Bonus­zertifi­kate haben ein relativ aus­gegli­chenes Chance-Risiko-Ver­hält­nis. In unserem Beispiel führen wir die Chancen von Bonus­zertifi­katen vor.

Unsere Empfehlung: Die HSBC bietet eine Fülle an Bonus-Zertifikaten an, zum Beispiel auf den Eurozonen-Index EURO STOXX 50 oder den deutschen Leitindex DAX.

Auch die Bonus­zertifi­kate von Vontobel und X-markets sind einen Blick wert.

Was ist ein Bonuszertifikat?

Mit Bonuszertifikaten erzielen Anleger auch dann eine positive Rendite, wenn sich ein Basiswert lediglich seitwärts oder sogar leicht abwärts bewegt. Ein Bonuszertifikat zahlt am Laufzeitende einen bekannten Bonusbetrag zurück, wenn eine bestimmte Kursschwelle (Barriere) während der Laufzeit niemals durch den Kursverlauf des Basiswerts berührt oder unterschritten wird. Geht es dagegen durchweg aufwärts mit dem Basiswert, ist der Ertrag des Bonuszertifikats nicht begrenzt: Anleger partizipieren im Verhältnis 1:1 von stark steigenden Kursen über das Bonuslevel hinaus. Sollte dagegen die Barriere ein- oder mehrfach zu einem beliebigen Zeitpunkt verletzt werden, dann verfällt die Teilschutzfunktion des Zertifikats und der Anspruch auf den Bonusbetrag und es verhält sich analog zum Basiswert.
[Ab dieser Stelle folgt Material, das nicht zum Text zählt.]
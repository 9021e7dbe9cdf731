//! Error types for the simulation core.
//!
//! Configuration mistakes are surfaced as values of [`SimError`] at the
//! configuration boundary. Numerical edge cases inside a tick are handled
//! locally and never reach this type.

use particle_data::ParseSelectionError;
use thiserror::Error;

/// Main error type for particle_core operations.
#[derive(Error, Debug, Clone, PartialEq)]
pub enum SimError {
    /// A selection name (arrangement, force law, strategy) was not recognised.
    #[error(transparent)]
    UnknownSelection(#[from] ParseSelectionError),

    /// A configuration value failed validation.
    #[error("Invalid configuration: {0}")]
    InvalidConfig(String),

    /// A matrix cell outside the allocated square was addressed.
    #[error("Matrix index ({row}, {col}) out of range for size {size}")]
    IndexOutOfRange { row: usize, col: usize, size: usize },

    /// A particle type outside the allocated type range was addressed.
    #[error("Type {type_id} out of range (max types {max_types})")]
    TypeOutOfRange { type_id: usize, max_types: usize },
}

/// Result type alias for particle_core operations.
pub type Result<T> = std::result::Result<T, SimError>;

impl SimError {
    /// Creates a new invalid-configuration error.
    #[must_use]
    pub fn invalid_config<S: Into<String>>(msg: S) -> Self {
        Self::InvalidConfig(msg.into())
    }
}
Wenn Sie auf der Suche nach dem besten Bonuszertifikat sind, dann erfahren Sie weiter unten in diesem Ratgeber mehr dazu – so finden Sie das passende Zertifikat.

Verantwortlich für diese Anzeige ist HSBC Trinkaus & Burkhardt AG. Der Emittent ist berechtigt, Wertpapiere mit open end-Laufzeit zu kündigen. Die Wertpapierprospekte und Basisinformationsblätter zu diesen Produkten erhalten Sie über www.hsbc-zertifikate.de. Lizenzhinweise finden Sie hier.

Wann lohnt sich die Investition in Bonuszertifikate?

Anleger können sich für ein Bonuszertifikat entscheiden, wenn sie davon ausgehen, dass der Kurs des zugrunde liegenden Basiswerts während der Laufzeit steigt oder nur leicht steigt oder sich lediglich seitwärts entwickelt – denn solange der Kurs des Basiswerts niemals die Barriere berührt oder unterschreitet, erhalten sie unabhängig von der tatsächlichen Kursentwicklung mindestens den festen Bonusbetrag. Damit spielen Bonuszertifikate ihre Stärke, die Teilschutzfunktion mit bekannter Rendite, gerade in seitwärtstendierenden Märkten aus, lassen Anleger aber auch in wesentlich stärker steigenden Märkten vollständig partizipieren.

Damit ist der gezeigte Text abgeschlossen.